RECORDED DATA.
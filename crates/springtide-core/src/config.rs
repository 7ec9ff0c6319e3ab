#![forbid(unsafe_code)]

//! Transition configuration: motion, value range, and lifecycle policy.
//!
//! All tunables for one transition set live in [`TransitionConfig`], which
//! can be built in code or, with the `config` feature, loaded from TOML or
//! JSON.
//!
//! # Loading
//!
//! ```toml
//! [motion.open.spring]
//! stiffness = 170.0
//! damping = 26.0
//!
//! [motion.close]
//! fixed = 150
//!
//! [range]
//! from = 0.0
//! to = { open = 1.0, close = -1.0 }
//!
//! [policy]
//! keep_closed = true
//! ```
//!
//! ```rust,ignore
//! let config = TransitionConfig::load_toml_file("transitions.toml")?;
//! ```
//!
//! # Defaults
//!
//! `TransitionConfig::default()` is a single spring (mass 1, stiffness 100,
//! damping 10) shared by both directions, travelling `0.0 → 1.0`, dropping
//! records once closed, and mounting initial items at rest.

#[cfg(feature = "config")]
use std::path::Path;
use std::time::Duration;

#[cfg(feature = "config")]
use serde::{Deserialize, Serialize};

use crate::solver::SpringParams;
use crate::stage::Direction;

// ---------------------------------------------------------------------------
// Motion
// ---------------------------------------------------------------------------

/// How one direction of a transition moves.
#[derive(Debug, Clone, Copy, PartialEq)]
#[cfg_attr(feature = "config", derive(Serialize, Deserialize))]
#[cfg_attr(feature = "config", serde(rename_all = "snake_case"))]
pub enum Motion {
    /// Physically simulated spring, settled by the settle detector.
    Spring(SpringParams),
    /// Jump to the target on the next frame, then complete after the
    /// duration (serialized as integer milliseconds).
    Fixed(#[cfg_attr(feature = "config", serde(with = "duration_millis"))] Duration),
}

impl Default for Motion {
    fn default() -> Self {
        Self::Spring(SpringParams::default())
    }
}

impl From<SpringParams> for Motion {
    fn from(params: SpringParams) -> Self {
        Self::Spring(params)
    }
}

impl From<Duration> for Motion {
    fn from(duration: Duration) -> Self {
        Self::Fixed(duration)
    }
}

impl Motion {
    /// Fixed-duration motion of `ms` milliseconds.
    #[must_use]
    pub fn fixed_millis(ms: u64) -> Self {
        Self::Fixed(Duration::from_millis(ms))
    }

    /// List parameter problems. Empty means valid.
    #[must_use]
    pub fn validate(&self) -> Vec<String> {
        match self {
            Self::Spring(params) => params.validate(),
            Self::Fixed(_) => Vec::new(),
        }
    }
}

// ---------------------------------------------------------------------------
// Directional
// ---------------------------------------------------------------------------

/// A setting that is either shared by both directions or split per direction.
#[derive(Debug, Clone, Copy, PartialEq)]
#[cfg_attr(feature = "config", derive(Serialize, Deserialize))]
#[cfg_attr(feature = "config", serde(untagged))]
pub enum Directional<T> {
    /// Separate settings for opening and closing.
    Split {
        /// Used while opening.
        open: T,
        /// Used while closing.
        close: T,
    },
    /// One setting for both directions.
    Both(T),
}

impl<T: Default> Default for Directional<T> {
    fn default() -> Self {
        Self::Both(T::default())
    }
}

impl<T> From<T> for Directional<T> {
    fn from(value: T) -> Self {
        Self::Both(value)
    }
}

impl<T> Directional<T> {
    /// Setting used while opening.
    #[inline]
    pub fn open(&self) -> &T {
        match self {
            Self::Both(value) => value,
            Self::Split { open, .. } => open,
        }
    }

    /// Setting used while closing.
    #[inline]
    pub fn close(&self) -> &T {
        match self {
            Self::Both(value) => value,
            Self::Split { close, .. } => close,
        }
    }

    /// Setting used for `direction`.
    #[inline]
    pub fn get(&self, direction: Direction) -> &T {
        match direction {
            Direction::Open => self.open(),
            Direction::Close => self.close(),
        }
    }
}

impl<T: PartialEq> Directional<T> {
    /// Whether both directions resolve to equal settings.
    pub fn is_shared(&self) -> bool {
        match self {
            Self::Both(_) => true,
            Self::Split { open, close } => open == close,
        }
    }
}

// ---------------------------------------------------------------------------
// Value range
// ---------------------------------------------------------------------------

/// Where progress ends up when an item settles.
#[derive(Debug, Clone, Copy, PartialEq)]
#[cfg_attr(feature = "config", derive(Serialize, Deserialize))]
#[cfg_attr(feature = "config", serde(untagged))]
pub enum RangeTarget {
    /// Open at the value; close back to `from`.
    Symmetric(f64),
    /// Open and close toward different values.
    Asymmetric {
        /// Rest value once opened.
        open: f64,
        /// Rest value once closed.
        close: f64,
    },
}

/// The numeric interval a transition's progress travels across.
#[derive(Debug, Clone, Copy, PartialEq)]
#[cfg_attr(feature = "config", derive(Serialize, Deserialize))]
pub struct ValueRange {
    /// Progress of a freshly appeared item.
    pub from: f64,
    /// Rest targets.
    pub to: RangeTarget,
}

impl Default for ValueRange {
    fn default() -> Self {
        Self::new(0.0, 1.0)
    }
}

impl ValueRange {
    /// Symmetric range `from → to → from`.
    #[must_use]
    pub fn new(from: f64, to: f64) -> Self {
        Self {
            from,
            to: RangeTarget::Symmetric(to),
        }
    }

    /// Asymmetric range `from → open`, then `→ close`.
    #[must_use]
    pub fn asymmetric(from: f64, open: f64, close: f64) -> Self {
        Self {
            from,
            to: RangeTarget::Asymmetric { open, close },
        }
    }

    /// Rest value once opened.
    #[inline]
    #[must_use]
    pub fn open_target(&self) -> f64 {
        match self.to {
            RangeTarget::Symmetric(to) => to,
            RangeTarget::Asymmetric { open, .. } => open,
        }
    }

    /// Rest value once closed.
    #[inline]
    #[must_use]
    pub fn close_target(&self) -> f64 {
        match self.to {
            RangeTarget::Symmetric(_) => self.from,
            RangeTarget::Asymmetric { close, .. } => close,
        }
    }

    /// Rest value at the end of `direction`.
    #[inline]
    #[must_use]
    pub fn target(&self, direction: Direction) -> f64 {
        match direction {
            Direction::Open => self.open_target(),
            Direction::Close => self.close_target(),
        }
    }

    /// List range problems. Empty means valid.
    #[must_use]
    pub fn validate(&self) -> Vec<String> {
        let mut errors = Vec::new();
        for (name, value) in [
            ("from", self.from),
            ("open target", self.open_target()),
            ("close target", self.close_target()),
        ] {
            if !value.is_finite() {
                errors.push(format!("range {name} must be finite, got {value}"));
            }
        }
        errors
    }
}

// ---------------------------------------------------------------------------
// Policy
// ---------------------------------------------------------------------------

/// How items present when a transition set starts are mounted.
#[derive(Debug, Clone, Copy, PartialEq, Eq, Default)]
#[cfg_attr(feature = "config", derive(Serialize, Deserialize))]
#[cfg_attr(feature = "config", serde(rename_all = "snake_case"))]
pub enum InitialMount {
    /// Mount at rest in `opened`, progress at the open target.
    #[default]
    Opened,
    /// Mount through `open` and animate in like any new item.
    Animate,
}

/// Lifecycle policy flags.
#[derive(Debug, Clone, Copy, PartialEq, Eq, Default)]
#[cfg_attr(feature = "config", derive(Serialize, Deserialize))]
#[cfg_attr(feature = "config", serde(default))]
pub struct TransitionPolicy {
    /// Retain records at `closed` instead of dropping them.
    pub keep_closed: bool,
    /// Mounting of the initial live list.
    pub initial: InitialMount,
}

// ---------------------------------------------------------------------------
// TransitionConfig
// ---------------------------------------------------------------------------

/// Complete configuration of one transition set.
#[derive(Debug, Clone, Copy, PartialEq, Default)]
#[cfg_attr(feature = "config", derive(Serialize, Deserialize))]
#[cfg_attr(feature = "config", serde(default))]
pub struct TransitionConfig {
    /// Motion per direction.
    pub motion: Directional<Motion>,
    /// Travelled interval.
    pub range: ValueRange,
    /// Lifecycle policy.
    pub policy: TransitionPolicy,
}

impl TransitionConfig {
    /// Create the default configuration.
    #[must_use]
    pub fn new() -> Self {
        Self::default()
    }

    /// Use one spring for both directions.
    #[must_use]
    pub fn with_spring(mut self, params: SpringParams) -> Self {
        self.motion = Directional::Both(Motion::Spring(params));
        self
    }

    /// Use one fixed duration for both directions.
    #[must_use]
    pub fn with_duration(mut self, duration: Duration) -> Self {
        self.motion = Directional::Both(Motion::Fixed(duration));
        self
    }

    /// Use separate motions for opening and closing.
    #[must_use]
    pub fn with_split_motion(mut self, open: impl Into<Motion>, close: impl Into<Motion>) -> Self {
        self.motion = Directional::Split {
            open: open.into(),
            close: close.into(),
        };
        self
    }

    /// Set the directional motion directly.
    #[must_use]
    pub fn with_motion(mut self, motion: impl Into<Directional<Motion>>) -> Self {
        self.motion = motion.into();
        self
    }

    /// Set the travelled interval.
    #[must_use]
    pub fn with_range(mut self, range: ValueRange) -> Self {
        self.range = range;
        self
    }

    /// Set the whole policy.
    #[must_use]
    pub fn with_policy(mut self, policy: TransitionPolicy) -> Self {
        self.policy = policy;
        self
    }

    /// Retain records at `closed`.
    #[must_use]
    pub fn keep_closed(mut self, keep: bool) -> Self {
        self.policy.keep_closed = keep;
        self
    }

    /// Set initial mounting.
    #[must_use]
    pub fn initial(mut self, initial: InitialMount) -> Self {
        self.policy.initial = initial;
        self
    }

    /// Validate all parameters.
    ///
    /// Returns a list of problems, each prefixed with where it was found.
    /// An empty list means the config is valid.
    #[must_use]
    pub fn validate(&self) -> Vec<String> {
        let mut errors = Vec::new();
        match &self.motion {
            Directional::Both(motion) => {
                errors.extend(motion.validate().into_iter().map(|e| format!("motion: {e}")));
            }
            Directional::Split { open, close } => {
                errors.extend(open.validate().into_iter().map(|e| format!("motion.open: {e}")));
                errors.extend(
                    close
                        .validate()
                        .into_iter()
                        .map(|e| format!("motion.close: {e}")),
                );
            }
        }
        errors.extend(self.range.validate());
        errors
    }

    /// Load from a TOML string.
    #[cfg(feature = "config")]
    pub fn from_toml_str(s: &str) -> Result<Self, ConfigError> {
        Ok(toml::from_str(s)?)
    }

    /// Load from a TOML file on disk.
    #[cfg(feature = "config")]
    pub fn from_toml_file(path: impl AsRef<Path>) -> Result<Self, ConfigError> {
        let content = std::fs::read_to_string(path.as_ref())?;
        Self::from_toml_str(&content)
    }

    /// Load from a JSON string.
    #[cfg(feature = "config")]
    pub fn from_json_str(s: &str) -> Result<Self, ConfigError> {
        Ok(serde_json::from_str(s)?)
    }

    /// Load from a JSON file on disk.
    #[cfg(feature = "config")]
    pub fn from_json_file(path: impl AsRef<Path>) -> Result<Self, ConfigError> {
        let content = std::fs::read_to_string(path.as_ref())?;
        Self::from_json_str(&content)
    }

    /// Load from a TOML string and reject invalid parameters.
    #[cfg(feature = "config")]
    pub fn load_toml_str(s: &str) -> Result<Self, ConfigError> {
        Self::from_toml_str(s)?.validated()
    }

    /// Load from a TOML file and reject invalid parameters.
    #[cfg(feature = "config")]
    pub fn load_toml_file(path: impl AsRef<Path>) -> Result<Self, ConfigError> {
        Self::from_toml_file(path)?.validated()
    }

    /// Load from a JSON string and reject invalid parameters.
    #[cfg(feature = "config")]
    pub fn load_json_str(s: &str) -> Result<Self, ConfigError> {
        Self::from_json_str(s)?.validated()
    }

    /// Return `self` if valid, otherwise every problem found.
    pub fn validated(self) -> Result<Self, ConfigError> {
        let errors = self.validate();
        if errors.is_empty() {
            Ok(self)
        } else {
            Err(ConfigError::Invalid(errors))
        }
    }
}

// ---------------------------------------------------------------------------
// Error type
// ---------------------------------------------------------------------------

/// Errors that can occur when loading or validating a configuration.
#[derive(Debug, thiserror::Error)]
pub enum ConfigError {
    /// File system error.
    #[cfg(feature = "config")]
    #[error("I/O error: {0}")]
    Io(#[from] std::io::Error),

    /// TOML parse error.
    #[cfg(feature = "config")]
    #[error("TOML parse error: {0}")]
    Toml(#[from] toml::de::Error),

    /// JSON parse error.
    #[cfg(feature = "config")]
    #[error("JSON parse error: {0}")]
    Json(#[from] serde_json::Error),

    /// Parsed parameters violate the caller contract.
    #[error("invalid transition config: {}", .0.join("; "))]
    Invalid(Vec<String>),
}

#[cfg(feature = "config")]
mod duration_millis {
    use serde::{Deserialize, Deserializer, Serializer};
    use std::time::Duration;

    pub(super) fn serialize<S: Serializer>(d: &Duration, s: S) -> Result<S::Ok, S::Error> {
        s.serialize_u64(u64::try_from(d.as_millis()).unwrap_or(u64::MAX))
    }

    pub(super) fn deserialize<'de, D: Deserializer<'de>>(d: D) -> Result<Duration, D::Error> {
        u64::deserialize(d).map(Duration::from_millis)
    }
}

// ---------------------------------------------------------------------------
// Tests
// ---------------------------------------------------------------------------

YOUR OBJECTIVE. The exact lines of the material above starting at the one that contains "motions for opening and closing." and ending at the one that contains "pub fn keep_closed(mut" are what to retype; leave out everything else.

ANSWER TO THIS TASK.
    /// Use separate motions for opening and closing.
    #[must_use]
    pub fn with_split_motion(mut self, open: impl Into<Motion>, close: impl Into<Motion>) -> Self {
        self.motion = Directional::Split {
            open: open.into(),
            close: close.into(),
        };
        self
    }

    /// Set the directional motion directly.
    #[must_use]
    pub fn with_motion(mut self, motion: impl Into<Directional<Motion>>) -> Self {
        self.motion = motion.into();
        self
    }

    /// Set the travelled interval.
    #[must_use]
    pub fn with_range(mut self, range: ValueRange) -> Self {
        self.range = range;
        self
    }

    /// Set the whole policy.
    #[must_use]
    pub fn with_policy(mut self, policy: TransitionPolicy) -> Self {
        self.policy = policy;
        self
    }

    /// Retain records at `closed`.
    #[must_use]
    pub fn keep_closed(mut self, keep: bool) -> Self {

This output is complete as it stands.